At any time prior to the Special Meeting, during a period when they are not then aware of any material nonpublic information regarding Tiberius or its securities, the Tiberius Initial Stockholders, or IGI’s shareholders and/or their respective affiliates, may purchase shares from institutional and other investors who vote, or indicate an intention to vote, against the Business Combination Proposal, or execute agreements to purchase such shares from such investors in the future, or they may enter into transactions with such investors and others to provide them with incentives to acquire shares of Tiberius Common Stock or vote their shares in favor of the Business Combination Proposal. The purpose of such share purchases and other transactions would be to increase the likelihood of satisfying the requirement that the holders of a majority of all of the outstanding shares of Tiberius Common Stock entitled to vote at the Special Meeting to approve the Business Combination Proposal vote in its favor and that Tiberius have in excess of the required amount to consummate the Business Combination under the Business Combination Agreement, where it appears that such requirements would otherwise not be met. While the exact nature of any such incentives has not been determined as of the date of this proxy statement/prospectus, they might include, without limitation, arrangements to protect such investors or holders against potential loss in value of their shares, including the granting of put options and the transfer to such investors or holders of shares or warrants owned by the Tiberius Initial Stockholders for nominal value.

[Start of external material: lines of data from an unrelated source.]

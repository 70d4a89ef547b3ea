use std::fs::{self, File};
use std::io::{self, Write};
use std::sync::atomic::{AtomicUsize, Ordering};

use camino::Utf8Path;
use tracing::{debug, warn};

use crate::config::ParserConfig;
use crate::domain::{CellCoordinate, Folder, Forest, Item, MaterializationOutcome, SlotStatus};
use crate::error::SortlyError;
use crate::fetch::MediaFetcher;
use crate::naming::{NamingScheme, SlotNamer};
use crate::progress::{ProgressEvent, ProgressSink};

/// Downloads every referenced photo into a directory tree mirroring the forest.
pub struct Materializer<'a, F: MediaFetcher + ?Sized> {
    fetcher: &'a F,
    root_folder: &'a Utf8Path,
    root_links: &'a str,
    naming: NamingScheme,
    started: AtomicUsize,
}

impl<'a, F: MediaFetcher + ?Sized> Materializer<'a, F> {
    pub fn new(fetcher: &'a F, config: &'a ParserConfig) -> Self {
        Self {
            fetcher,
            root_folder: &config.root_folder,
            root_links: &config.root_links,
            naming: config.naming,
            started: AtomicUsize::new(0),
        }
    }

    /// Visits folders in pre-order; within a folder its own photos come first, then its items.
    pub fn materialize(
        &self,
        forest: &Forest,
        sink: &dyn ProgressSink,
    ) -> Vec<MaterializationOutcome> {
        let total = forest.image_count();
        let mut outcomes = Vec::with_capacity(total);
        for id in forest.preorder() {
            let folder = forest.folder(id);
            let entries = folder.self_item.iter().chain(folder.items.iter());
            for item in entries {
                self.materialize_item(folder, item, total, sink, &mut outcomes);
            }
        }
        outcomes
    }

    fn materialize_item(
        &self,
        folder: &Folder,
        item: &Item,
        total: usize,
        sink: &dyn ProgressSink,
        outcomes: &mut Vec<MaterializationOutcome>,
    ) {
        if item.photo_urls.is_empty() {
            return;
        }

        let namer = SlotNamer::new(self.naming, &item.name);
        let directory = self.root_folder.join(&folder.path);
        let storage_error = match fs::create_dir_all(directory.as_std_path()) {
            Ok(()) => None,
            Err(err) => {
                warn!(row = item.source_row, %directory, "cannot create directory: {err}");
                Some(format!("create directory {directory}: {err}"))
            }
        };

        for (index, url) in item.photo_urls.iter().enumerate() {
            let slot = index + 1;
            let file_name = namer.file_name(slot, url);
            let local_path = directory.join(&file_name);
            let result = match &storage_error {
                Some(reason) => Err(SortlyError::StorageUnavailable(reason.clone())),
                None => self.materialize_slot(url, &local_path, &file_name, total, sink),
            };
            let (status, failure) = match result {
                Ok(status) => (status, None),
                Err(err) => {
                    warn!(row = item.source_row, slot, url = %url, "photo not materialized: {err}");
                    (SlotStatus::Failed, Some(err.to_string()))
                }
            };
            outcomes.push(MaterializationOutcome {
                cell: CellCoordinate::photo_slot(slot, item.source_row),
                url: url.clone(),
                local_path: local_path.to_string(),
                public_link: format!("{}{}{}", self.root_links, folder.path, file_name),
                status,
                failure,
            });
        }
    }

    fn materialize_slot(
        &self,
        url: &str,
        local_path: &Utf8Path,
        file_name: &str,
        total: usize,
        sink: &dyn ProgressSink,
    ) -> Result<SlotStatus, SortlyError> {
        let exists = local_path
            .as_std_path()
            .try_exists()
            .map_err(|err| SortlyError::StorageUnavailable(format!("check {local_path}: {err}")))?;
        if exists {
            debug!(%local_path, "already present");
            return Ok(SlotStatus::AlreadyPresent);
        }

        let ordinal = self.started.fetch_add(1, Ordering::SeqCst) + 1;
        let result = self.download(url, local_path, file_name, ordinal, total, sink);
        sink.event(ProgressEvent::DownloadFinished { ok: result.is_ok() });
        result.map(|_| SlotStatus::Downloaded)
    }

    fn download(
        &self,
        url: &str,
        local_path: &Utf8Path,
        file_name: &str,
        ordinal: usize,
        total: usize,
        sink: &dyn ProgressSink,
    ) -> Result<u64, SortlyError> {
        let mut body = self.fetcher.open(url)?;
        sink.event(ProgressEvent::DownloadStarted {
            ordinal,
            total,
            file_name: file_name.to_string(),
            content_length: body.content_length,
        });

        let file = File::create(local_path.as_std_path())
            .map_err(|err| SortlyError::StorageUnavailable(format!("create {local_path}: {err}")))?;
        let mut writer = ProgressWriter {
            inner: file,
            sink,
            write_failed: false,
        };
        match io::copy(&mut body.reader, &mut writer) {
            Ok(bytes) => Ok(bytes),
            Err(err) => {
                // A truncated file would pass the existence check on the next run.
                let _ = fs::remove_file(local_path.as_std_path());
                if writer.write_failed {
                    Err(SortlyError::StorageUnavailable(format!(
                        "write {local_path}: {err}"
                    )))
                } else {
                    Err(SortlyError::DownloadHttp(format!(
                        "transfer of {url} interrupted: {err}"
                    )))
                }
            }
        }
    }
}

/// Forwards bytes to the target file and remembers whether the file side failed,
/// so storage errors are not reported as transfer errors.
struct ProgressWriter<'a, W: Write> {
    inner: W,
    sink: &'a dyn ProgressSink,
    write_failed: bool,
}

impl<W: Write> Write for ProgressWriter<'_, W> {
    fn write(&mut self, buf: &[u8]) -> io::Result<usize> {
        let written = self.inner.write(buf).inspect_err(|_| self.write_failed = true)?;
        self.sink.event(ProgressEvent::Bytes(written as u64));
        Ok(written)
    }

    fn flush(&mut self) -> io::Result<()> {
        self.inner.flush().inspect_err(|_| self.write_failed = true)
    }
}
#[test]
fn persist_failure_is_fatal_and_leaves_no_partial_output() {
    let (temp, root) = sandbox();
    let input = Utf8PathBuf::from_path_buf(temp.path().join("export.xlsx")).unwrap();
    write_export(&input, &inventory_rows());
    let config = ParserConfig::new(root.clone(), LINKS).with_file(input);

    // The target name is taken by a directory, so the final rename fails.
    let excel = root.join("excel");
    std::fs::create_dir_all(excel.join("Inventory.xlsx").as_std_path()).unwrap();
    let err = App::new(MockFetcher::default())
        .run(&config, &SilentProgress)
        .unwrap_err();
    assert!(matches!(err, SortlyError::PersistFailure { .. }));
    let leftovers: Vec<String> = std::fs::read_dir(excel.as_std_path())
        .unwrap()
        .map(|entry| entry.unwrap().file_name().to_string_lossy().into_owned())
        .collect();
    assert_eq!(leftovers, vec!["Inventory.xlsx"]);
    assert!(excel.join("Inventory.xlsx").as_std_path().is_dir());

    std::fs::remove_dir_all(excel.as_std_path()).unwrap();
    std::fs::write(excel.as_std_path(), b"not a directory").unwrap();
    let err = App::new(MockFetcher::default())
        .run(&config, &SilentProgress)
        .unwrap_err();
    assert!(matches!(err, SortlyError::PersistFailure { .. }));
    assert!(excel.as_std_path().is_file());
}

#[test]
fn empty_first_row_produces_nothing() {
    let (temp, root) = sandbox();
    let input = Utf8PathBuf::from_path_buf(temp.path().join("export.xlsx")).unwrap();
    write_export(
        &input,
        &[
            entry("", "", &[], &[]),
            entry("Inventory", "Folder", &[], &["http://x/1.jpg"]),
        ],
    );

    let fetcher = MockFetcher::default();
    let config = ParserConfig::new(root.clone(), LINKS).with_file(input);
    let report = App::new(fetcher.clone())
        .run(&config, &SilentProgress)
        .unwrap();

    assert_eq!(report.folders, 0);
    assert_eq!(report.items, 0);
    assert_eq!(report.total_images, 0);
    assert_eq!(report.downloaded + report.already_present + report.failed, 0);
    assert!(report.issues.is_empty());
    assert!(report.output_path.is_none());
    assert!(fetcher.calls().is_empty());
    assert!(!root.join("excel").as_std_path().exists());
}

#[test]
fn missing_input_is_fatal() {
    let (temp, root) = sandbox();
    let input = Utf8PathBuf::from_path_buf(temp.path().join("absent.xlsx")).unwrap();
    let config = ParserConfig::new(root, LINKS).with_file(input);
    let err = App::new(MockFetcher::default())
        .run(&config, &SilentProgress)
        .unwrap_err();
    assert!(matches!(err, SortlyError::InputOpen { .. }));
}
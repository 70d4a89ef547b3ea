use std::path::PathBuf;

use miette::Diagnostic;
use thiserror::Error;

#[derive(Debug, Error, Diagnostic)]
pub enum SortlyError {
    #[error("failed to open input workbook {path}: {reason}")]
    #[diagnostic(help("check that --file points to an .xlsx Sortly export"))]
    InputOpen { path: String, reason: String },

    #[error("malformed row {row}: {reason}")]
    MalformedRow { row: u32, reason: String },

    #[error("row {row}: ancestor folder \"{ancestor}\" does not exist yet")]
    DanglingAncestor { row: u32, ancestor: String },

    #[error("row {row}: item \"{name}\" has no parent folder")]
    TopLevelItem { row: u32, name: String },

    #[error("row {row}: \"{name}\" cannot be used as a file or folder name")]
    #[diagnostic(help("names must not contain path separators or be `.` or `..`"))]
    UnsafeName { row: u32, name: String },

    #[error("row {row}: folder name \"{name}\" is already used elsewhere in the catalog")]
    DuplicateFolderName { row: u32, name: String },

    #[error("storage unavailable: {0}")]
    StorageUnavailable(String),

    #[error("download failed: {0}")]
    DownloadHttp(String),

    #[error("download returned status {status} for {url}")]
    DownloadStatus { status: u16, url: String },

    #[error("failed to persist output workbook {path}: {reason}")]
    PersistFailure { path: String, reason: String },

    #[error("failed to read config file at {0}")]
    ConfigRead(PathBuf),

    #[error("failed to parse JSON config: {0}")]
    ConfigParse(String),

    #[error("invalid configuration: {0}")]
    InvalidConfig(String),

    #[error("invalid port: {0}")]
    #[diagnostic(help("use a number between 10 and 65535 without a leading zero"))]
    InvalidPort(String),

    #[error("parse job failed: {0}")]
    JobFailed(String),

    #[error("filesystem error: {0}")]
    Filesystem(String),
}
mod cli;

use tracing_subscriber::EnvFilter;

fn main() -> anyhow::Result<()> {
    let log_level = std::env::var("KIRA_LOG").unwrap_or_else(|_| "warn".to_string());
    let mut filter = EnvFilter::try_new(&log_level).unwrap_or_else(|_| EnvFilter::new("warn"));
    if cli::run::stats_enabled() {
        filter = filter.add_directive("kira_stats=info".parse()?);
    }
    tracing_subscriber::fmt()
        .with_env_filter(filter)
        .with_writer(std::io::stderr)
        .init();

    cli::run::entry()
}
//! Integration tests for the statistics and comparison APIs.

use kira_kmer::{KmerError, Profile, euclidean_distance, pearson_correlation};
use proptest::prelude::*;

fn trained(k: usize) -> Profile {
    let mut p = Profile::dna(k).unwrap();
    p.ingest_all([
        "ACGTTGCATGCATGCAACGT",
        "TTGACCGTAGGCTAACGTTA",
        "GGGCATCGATCGATTACAGA",
    ])
    .unwrap();
    p
}

#[test]
fn test_probability_is_bounded() {
    let p = trained(3);
    let prob = p.probability_of_sequence(b"ACGTTGCA").unwrap();
    assert!((0.0..=1.0).contains(&prob));
    assert!(prob > 0.0);
}

#[test]
fn test_log_likelihood_matches_probability_chain() {
    let p = trained(2);
    let seq = b"GCATGCA";
    let prob = p.probability_of_sequence(seq).unwrap();
    let ll = p.log_likelihood(seq).unwrap().expect("every step was observed");
    let first = p.frequency(&seq[..2]).unwrap();
    assert!((prob.ln() - (first.ln() + ll)).abs() < 1e-9);
}

#[test]
fn test_log_likelihood_undefined_is_distinct() {
    let p = trained(3);
    // "CCC" never occurs in the training set
    assert_eq!(p.log_likelihood(b"ACCCA").unwrap(), None);
    assert_eq!(p.probability_of_sequence(b"ACCCA").unwrap(), 0.0);
}

#[test]
fn test_comparator_properties() {
    let a = [1, 2, 3, 4];
    assert_eq!(euclidean_distance(&a, &a).unwrap(), 0.0);
    assert_eq!(euclidean_distance(&a, &[7, 14, 21, 28]).unwrap(), 0.0);
    assert_eq!(pearson_correlation(&a, &a).unwrap(), 1.0);
    assert_eq!(pearson_correlation(&a, &[4, 3, 2, 1]).unwrap(), -1.0);
    assert_eq!(
        euclidean_distance(&a, &[1, 2]),
        Err(KmerError::DimensionMismatch { left: 4, right: 2 })
    );
}

#[test]
fn test_profiles_compare_to_themselves() {
    let p = trained(2);
    let q = trained(2);
    assert_eq!(p.euclidean_distance(&q).unwrap(), 0.0);
    assert_eq!(p.pearson_correlation(&q).unwrap(), 1.0);
    let r = trained(3);
    assert!(matches!(
        p.euclidean_distance(&r),
        Err(KmerError::DimensionMismatch { .. })
    ));
}

proptest! {
    #[test]
    fn non_adjacent_transitions_are_zero(
        a in "[ACGT]{2,6}",
        b in "[ACGT]{2,6}",
    ) {
        let k = a.len().min(b.len());
        let (a, b) = (&a[..k], &b[..k]);
        prop_assume!(a[1..] != b[..k - 1]);
        let p = trained(k);
        prop_assert_eq!(p.transition_probability(a.as_bytes(), b.as_bytes()).unwrap(), 0.0);
    }

    #[test]
    fn transitions_are_probabilities(a in "[ACGT]{3}", c in "[ACGT]") {
        let p = trained(3);
        let b = format!("{}{}", &a[1..], c);
        let t = p.transition_probability(a.as_bytes(), b.as_bytes()).unwrap();
        prop_assert!((0.0..=1.0).contains(&t));
    }

    #[test]
    fn scaling_keeps_distance_zero(v in prop::collection::vec(1u32..1000, 1..32), s in 1u32..50) {
        let scaled: Vec<u32> = v.iter().map(|&x| x * s).collect();
        prop_assert_eq!(euclidean_distance(&v, &scaled).unwrap(), 0.0);
    }
}
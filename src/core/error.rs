use thiserror::Error;

#[derive(Error, Debug, Clone, PartialEq)]
pub enum KmerError {
    #[error("invalid argument: {0}")]
    InvalidArgument(String),

    #[error("invalid sequence: {0}")]
    InvalidSequence(String),

    #[error("sequence of length {len} is shorter than k = {k}")]
    InvalidLength { len: usize, k: usize },

    #[error("index {index} is outside the profile of {size} k-mers")]
    InvalidIndex { index: usize, size: usize },

    #[error("invalid alphabet usage: {0}")]
    InvalidAlphabet(String),

    #[error("dimension mismatch: {left} vs {right}")]
    DimensionMismatch { left: usize, right: usize },

    #[error("malformed record #{record}: {reason}")]
    Parse { record: u64, reason: String },

    #[error("record source failed: {0}")]
    Source(String),
}

pub type Result<T> = std::result::Result<T, KmerError>;
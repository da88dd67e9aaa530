use crate::core::error::{KmerError, Result};
use std::slice::Windows;

/// Every length-`k` substring of `seq`, left to right.
///
/// A sequence of length `n >= k` yields exactly `n - k + 1` windows; a
/// shorter one is rejected with [`KmerError::InvalidLength`]. The returned
/// iterator is `Clone`, so the same enumeration can be restarted.
pub fn kmer_windows(seq: &[u8], k: usize) -> Result<KmerWindows<'_>> {
    if k == 0 {
        return Err(KmerError::InvalidArgument("k must be a positive integer".into()));
    }
    if seq.len() < k {
        return Err(KmerError::InvalidLength { len: seq.len(), k });
    }
    Ok(KmerWindows {
        inner: seq.windows(k),
    })
}

/// `&str` flavour of [`kmer_windows`].
pub fn kmer_windows_str(seq: &str, k: usize) -> Result<impl Iterator<Item = &str> + Clone> {
    if !seq.is_ascii() {
        return Err(KmerError::InvalidSequence(
            "k-mer windows are taken over ASCII text".into(),
        ));
    }
    kmer_windows(seq.as_bytes(), k)?;
    Ok((0..=seq.len() - k).map(move |i| &seq[i..i + k]))
}

#[derive(Clone, Debug)]
pub struct KmerWindows<'a> {
    inner: Windows<'a, u8>,
}

impl<'a> Iterator for KmerWindows<'a> {
    type Item = &'a [u8];

    #[inline]
    fn next(&mut self) -> Option<&'a [u8]> {
        self.inner.next()
    }

    fn size_hint(&self) -> (usize, Option<usize>) {
        self.inner.size_hint()
    }
}

impl ExactSizeIterator for KmerWindows<'_> {}
use crate::core::error::{KmerError, Result};
use crate::core::profile::Profile;
use crate::core::record::SequenceRecord;
use crossbeam_channel::{self as channel, Receiver, RecvTimeoutError, TryRecvError};
use std::thread::{self, JoinHandle};
use std::time::{Duration, Instant};
use tracing::{debug, warn};

#[derive(Clone, Copy, Debug, Default, PartialEq, Eq)]
pub struct IngestSummary {
    pub records: u64,
    pub kmers: u64,
    pub elapsed: Duration,
}

/// Message protocol between a record source and [`spawn_ingest`].
///
/// A source must finish with `Done`; a channel that disconnects first is
/// treated as an early termination and the profile is not marked loaded.
#[derive(Debug)]
pub enum Feed<R> {
    Record(R),
    Error(KmerError),
    Done,
}

#[derive(Default)]
struct Scratch {
    codes: Vec<u8>,
    rc: Vec<u8>,
    rc_codes: Vec<u8>,
}

impl Profile {
    /// Counts one sequence, plus its reverse complement for strand-non-specific
    /// profiles. Returns the number of k-mers counted. A sequence that fails
    /// validation leaves the counts untouched.
    pub fn update(&mut self, seq: &[u8]) -> Result<u64> {
        self.update_with(seq, &mut Scratch::default())
    }

    fn update_with(&mut self, seq: &[u8], scratch: &mut Scratch) -> Result<u64> {
        self.validate(seq, &mut scratch.codes)?;
        if !self.strand_specific() {
            self.alphabet().reverse_complement_into(seq, &mut scratch.rc)?;
            self.codec().codes_into(&scratch.rc, &mut scratch.rc_codes)?;
        }
        let mut n = self.count_codes(&scratch.codes);
        if !self.strand_specific() {
            n += self.count_codes(&scratch.rc_codes);
        }
        Ok(n)
    }

    /// Consumes records in order, failing fast on the first error.
    ///
    /// Counts from records before the failure are kept. `loaded` is set only
    /// when the iterator is exhausted without error; the cached total is
    /// refreshed either way.
    pub fn ingest<I, R>(&mut self, records: I) -> Result<IngestSummary>
    where
        I: IntoIterator<Item = Result<R>>,
        R: SequenceRecord,
    {
        let t0 = Instant::now();
        self.set_loaded(false);
        let mut scratch = Scratch::default();
        let mut summary = IngestSummary::default();
        for item in records {
            let counted = item.and_then(|record| self.update_with(record.seq(), &mut scratch));
            match counted {
                Ok(n) => {
                    summary.records += 1;
                    summary.kmers += n;
                }
                Err(e) => {
                    self.recompute_total();
                    warn!(
                        k = self.k(),
                        records = summary.records,
                        error = %e,
                        "k-mer ingestion aborted"
                    );
                    return Err(e);
                }
            }
        }
        self.recompute_total();
        self.set_loaded(true);
        summary.elapsed = t0.elapsed();
        debug!(
            k = self.k(),
            records = summary.records,
            kmers = summary.kmers,
            total = self.total(),
            elapsed_ms = summary.elapsed.as_millis() as u64,
            "k-mer ingestion finished"
        );
        Ok(summary)
    }

    pub fn ingest_all<I>(&mut self, records: I) -> Result<IngestSummary>
    where
        I: IntoIterator,
        I::Item: SequenceRecord,
    {
        self.ingest(records.into_iter().map(Ok))
    }
}

/// What an ingestion thread hands back: the profile, always, and how it went.
#[derive(Debug)]
pub struct IngestOutcome {
    pub profile: Profile,
    pub result: Result<IngestSummary>,
}

pub struct IngestHandle {
    done: Receiver<IngestOutcome>,
    worker: JoinHandle<()>,
}

impl IngestHandle {
    /// Completion signal; fires exactly once. Usable in `select!`.
    pub fn completion(&self) -> &Receiver<IngestOutcome> {
        &self.done
    }

    pub fn is_finished(&self) -> bool {
        !self.done.is_empty()
    }

    pub fn wait(self) -> Result<IngestOutcome> {
        let outcome = self.done.recv().map_err(|_| unreported());
        join_worker(self.worker);
        outcome
    }

    /// Polls once; a still-running ingestion hands the handle back.
    pub fn try_finish(self) -> std::result::Result<Result<IngestOutcome>, Self> {
        match self.done.try_recv() {
            Ok(outcome) => {
                join_worker(self.worker);
                Ok(Ok(outcome))
            }
            Err(TryRecvError::Empty) => Err(self),
            Err(TryRecvError::Disconnected) => {
                join_worker(self.worker);
                Ok(Err(unreported()))
            }
        }
    }

    /// Waits at most `timeout`; on expiry the handle is returned untouched.
    pub fn wait_timeout(self, timeout: Duration) -> std::result::Result<Result<IngestOutcome>, Self> {
        match self.done.recv_timeout(timeout) {
            Ok(outcome) => {
                join_worker(self.worker);
                Ok(Ok(outcome))
            }
            Err(RecvTimeoutError::Timeout) => Err(self),
            Err(RecvTimeoutError::Disconnected) => {
                join_worker(self.worker);
                Ok(Err(unreported()))
            }
        }
    }
}

fn join_worker(worker: JoinHandle<()>) {
    if worker.join().is_err() {
        warn!("k-mer ingestion worker panicked");
    }
}

fn unreported() -> KmerError {
    KmerError::Source("ingestion worker exited without reporting".into())
}

pub fn spawn_ingest<R>(mut profile: Profile, records: Receiver<Feed<R>>) -> IngestHandle
where
    R: SequenceRecord + Send + 'static,
{
    let (done_tx, done_rx) = channel::bounded::<IngestOutcome>(1);
    let worker = thread::spawn(move || {
        let result = profile.ingest(feed_items(records));
        let _ = done_tx.send(IngestOutcome { profile, result });
    });
    IngestHandle {
        done: done_rx,
        worker,
    }
}

fn feed_items<R>(records: Receiver<Feed<R>>) -> impl Iterator<Item = Result<R>> {
    let mut finished = false;
    std::iter::from_fn(move || {
        if finished {
            return None;
        }
        match records.recv() {
            Ok(Feed::Record(r)) => Some(Ok(r)),
            Ok(Feed::Error(e)) => {
                finished = true;
                Some(Err(e))
            }
            Ok(Feed::Done) => {
                finished = true;
                None
            }
            Err(_) => {
                finished = true;
                Some(Err(KmerError::Source(
                    "record source closed before signalling completion".into(),
                )))
            }
        }
    })
}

Entering into any such arrangements may have a depressive effect on Tiberius Common Stock. For example, as a result of these arrangements, an investor or holder may have to effectively purchase shares at a price lower than market and may therefore be more likely to sell the shares he owns, either prior to or immediately after the Special Meeting.

If such transactions are effected, the consequence could be to cause the Business Combination to be approved in circumstances where such approval could not otherwise be obtained. Purchases of shares by the persons described above would allow them to exert more influence over the approval of the Business Combination Proposal and other proposals to be presented at the Special Meeting and would likely increase the chances that such proposals would be approved. Moreover, any such purchases may make it more likely that Tiberius will have in excess of the required amount of cash available to consummate the Business Combination as described above.

As of the date of this proxy statement/prospectus, there have been no such discussions and no agreements to such effect have been entered into with any such investor or holder. Tiberius will file a Current Report on Form 8-K to disclose any arrangements entered into or significant purchases made by any of the aforementioned persons that would affect the vote on the Business Combination Proposal or the satisfaction of any closing conditions. Any such report will include descriptions of any arrangements entered into or significant purchases by any of the aforementioned persons.

Recommendation to Stockholders

Tiberius’s board of directors believes that the Business Combination Proposal and the other proposals to be presented at the Special Meeting are fair to and in the best interest of Tiberius’s stockholders and unanimously recommends that its stockholders vote “FOR” the Business Combination Proposal, “FOR” the Incentive Compensation Plan Proposal, “FOR” the Share Issuance Proposal and “FOR” the Adjournment Proposal, if presented.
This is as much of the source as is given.